* [Instructions to follow] Please return, with no alterations, the lines below from the very first through the one that contains "may replace itself".

########################################

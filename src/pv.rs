//! Single PV access, always holding the latest value

use std::{
    sync::{Arc, Mutex},
    time::Duration,
};

use thiserror::Error;
use tokio::{select, time::Instant};
use tracing::debug;

use crate::{
    dbr::{Dbr, DbrBasicType, DbrCategory, DbrValue},
    event::{Event, Timeout},
    monitor::Monitor,
    sources::{Request, SourceError, SubscriptionSource, Update},
    utils::get_default_pv_timeout,
};

#[derive(Debug, Error)]
pub enum PvError {
    #[error("Timed out waiting for an update from {0}")]
    Timeout(String),
    #[error("The monitor on {0} has been closed")]
    Closed(String),
    #[error("A PV array needs at least one PV")]
    EmptyArray,
    #[error("Expected {expected} values to write, got {got}")]
    LengthMismatch { expected: usize, got: usize },
    #[error(transparent)]
    Source(#[from] SourceError),
}

/// Callback run after every update to a [`Pv`]
pub type PvListener = Arc<dyn Fn(&PvState) + Send + Sync>;

/// The cached state of a single PV, shared with its monitor
pub struct PvState {
    name: String,
    latest: Mutex<Option<Update>>,
    event: Event<Update>,
    on_update: Mutex<Option<PvListener>>,
}

impl PvState {
    pub fn name(&self) -> &str {
        &self.name
    }

    /// The most recent report, or None if nothing has arrived yet
    pub fn latest(&self) -> Option<Update> {
        self.latest.lock().unwrap().clone()
    }

    /// The most recent value, if there is one and it is valid
    pub fn value(&self) -> Option<Dbr> {
        self.latest().flatten()
    }

    /// Whether the most recent report was valid data
    pub fn ok(&self) -> bool {
        matches!(*self.latest.lock().unwrap(), Some(Some(_)))
    }

    fn on_update(&self, update: Update) {
        *self.latest.lock().unwrap() = Some(update.clone());
        self.event.signal(update);
        // Don't hold the lock whilst calling out, the listener may replace itself
        let listener = self.on_update.lock().unwrap().clone();
        if let Some(listener) = listener {
            listener(self);
        }
    }
}

/// Wraps access to a single PV as a persistent object.
///
/// The latest value is kept up to date by a monitor for as long as the `Pv` exists.
/// Dropping it, or calling [`Pv::close`], ends the subscription.
pub struct Pv<S: SubscriptionSource> {
    state: Arc<PvState>,
    monitor: Monitor,
    source: S,
    request: Request,
    /// Timeout for the first get, fixed when the PV is connected
    deadline: Timeout,
}

impl<S: SubscriptionSource> Pv<S> {
    /// Connect to a PV with default options
    pub async fn connect(source: S, name: &str) -> Result<Pv<S>, PvError> {
        PvBuilder::new(name).connect(source).await
    }

    pub fn name(&self) -> &str {
        self.state.name()
    }

    /// Returns the current value.
    ///
    /// If no update has arrived yet, waits for one until the deadline set when the PV
    /// was connected. A PV reported as disconnected gives `Ok(None)`.
    pub async fn get(&self) -> Result<Update, PvError> {
        match self.state.latest() {
            Some(update) => Ok(update),
            None => self.get_next(self.deadline, false).await,
        }
    }

    /// Returns the value of the last update, or waits for the next one.
    ///
    /// This only waits if nothing has arrived since the last [`Pv::reset`]; pass
    /// `reset = true` to always wait for an update newer than this call. Fails with
    /// [`PvError::Closed`] if the monitor ends with nothing left to return.
    pub async fn get_next(&self, timeout: impl Into<Timeout>, reset: bool) -> Result<Update, PvError> {
        if reset {
            self.reset();
        }
        select! {
            biased;
            update = self.state.event.wait(timeout) => {
                update.map_err(|_| PvError::Timeout(self.name().to_owned()))
            }
            _ = self.monitor.closed() => Err(PvError::Closed(self.name().to_owned())),
        }
    }

    /// Ensures that [`Pv::get_next`] will wait until an update occurs
    pub fn reset(&self) {
        self.state.event.reset();
    }

    /// The latest report, without waiting
    pub fn latest(&self) -> Option<Update> {
        self.state.latest()
    }

    pub fn ok(&self) -> bool {
        self.state.ok()
    }

    /// Replace the callback run after each update
    pub fn set_on_update(&self, listener: impl Fn(&PvState) + Send + Sync + 'static) {
        *self.state.on_update.lock().unwrap() = Some(Arc::new(listener));
    }

    /// Write a value to the PV through the source
    pub async fn put(&self, value: impl Into<DbrValue>) -> Result<(), PvError> {
        Ok(self.source.write(self.name(), value.into()).await?)
    }

    /// Read the PV directly from the source, bypassing the cache
    pub async fn caget(&self) -> Result<Dbr, PvError> {
        Ok(self.source.read(self.name(), self.request).await?)
    }

    /// Stop monitoring. Safe to call more than once.
    pub fn close(&self) {
        self.monitor.close();
    }

    pub fn is_closed(&self) -> bool {
        self.monitor.is_closed()
    }
}

/// Configure and connect a [`Pv`]
pub struct PvBuilder {
    name: String,
    timeout: Duration,
    request: Request,
    on_update: Option<PvListener>,
}

impl PvBuilder {
    pub fn new(name: &str) -> Self {
        PvBuilder {
            name: name.to_owned(),
            timeout: get_default_pv_timeout(),
            request: Request::default(),
            on_update: None,
        }
    }
    /// How long the first [`Pv::get`] waits for a value
    pub fn timeout(mut self, timeout: Duration) -> Self {
        self.timeout = timeout;
        self
    }
    /// Ask for values converted to this type
    pub fn data_type(mut self, data_type: DbrBasicType) -> Self {
        self.request.data_type = Some(data_type);
        self
    }
    /// Ask for a fixed number of elements
    pub fn count(mut self, count: usize) -> Self {
        self.request.count = count;
        self
    }
    pub fn category(mut self, category: DbrCategory) -> Self {
        self.request.category = category;
        self
    }
    /// Deliver disconnections as updates; otherwise the last value is kept
    pub fn notify_disconnect(mut self, notify: bool) -> Self {
        self.request.notify_disconnect = notify;
        self
    }
    pub fn on_update(mut self, listener: impl Fn(&PvState) + Send + Sync + 'static) -> Self {
        self.on_update = Some(Arc::new(listener));
        self
    }

    pub async fn connect<S: SubscriptionSource>(self, source: S) -> Result<Pv<S>, PvError> {
        let state = Arc::new(PvState {
            name: self.name,
            latest: Mutex::new(None),
            event: Event::new(),
            on_update: Mutex::new(self.on_update),
        });
        let feed = source.subscribe(&state.name, self.request).await?;
        let monitor = Monitor::spawn(feed, Arc::downgrade(&state), PvState::on_update);
        debug!("Connected PV {}", state.name);
        let deadline = Instant::now()
            .checked_add(self.timeout)
            .map(Timeout::At)
            .unwrap_or(Timeout::Never);
        Ok(Pv {
            state,
            monitor,
            source,
            request: self.request,
            deadline,
        })
    }
}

########################################

* [Written solution]
filename src/pv.rs
//! Single PV access, always holding the latest value

use std::{
    sync::{Arc, Mutex},
    time::Duration,
};

use thiserror::Error;
use tokio::{select, time::Instant};
use tracing::debug;

use crate::{
    dbr::{Dbr, DbrBasicType, DbrCategory, DbrValue},
    event::{Event, Timeout},
    monitor::Monitor,
    sources::{Request, SourceError, SubscriptionSource, Update},
    utils::get_default_pv_timeout,
};

#[derive(Debug, Error)]
pub enum PvError {
    #[error("Timed out waiting for an update from {0}")]
    Timeout(String),
    #[error("The monitor on {0} has been closed")]
    Closed(String),
    #[error("A PV array needs at least one PV")]
    EmptyArray,
    #[error("Expected {expected} values to write, got {got}")]
    LengthMismatch { expected: usize, got: usize },
    #[error(transparent)]
    Source(#[from] SourceError),
}

/// Callback run after every update to a [`Pv`]
pub type PvListener = Arc<dyn Fn(&PvState) + Send + Sync>;

/// The cached state of a single PV, shared with its monitor
pub struct PvState {
    name: String,
    latest: Mutex<Option<Update>>,
    event: Event<Update>,
    on_update: Mutex<Option<PvListener>>,
}

impl PvState {
    pub fn name(&self) -> &str {
        &self.name
    }

    /// The most recent report, or None if nothing has arrived yet
    pub fn latest(&self) -> Option<Update> {
        self.latest.lock().unwrap().clone()
    }

    /// The most recent value, if there is one and it is valid
    pub fn value(&self) -> Option<Dbr> {
        self.latest().flatten()
    }

    /// Whether the most recent report was valid data
    pub fn ok(&self) -> bool {
        matches!(*self.latest.lock().unwrap(), Some(Some(_)))
    }

    fn on_update(&self, update: Update) {
        *self.latest.lock().unwrap() = Some(update.clone());
        self.event.signal(update);
        // Don't hold the lock whilst calling out, the listener may replace itself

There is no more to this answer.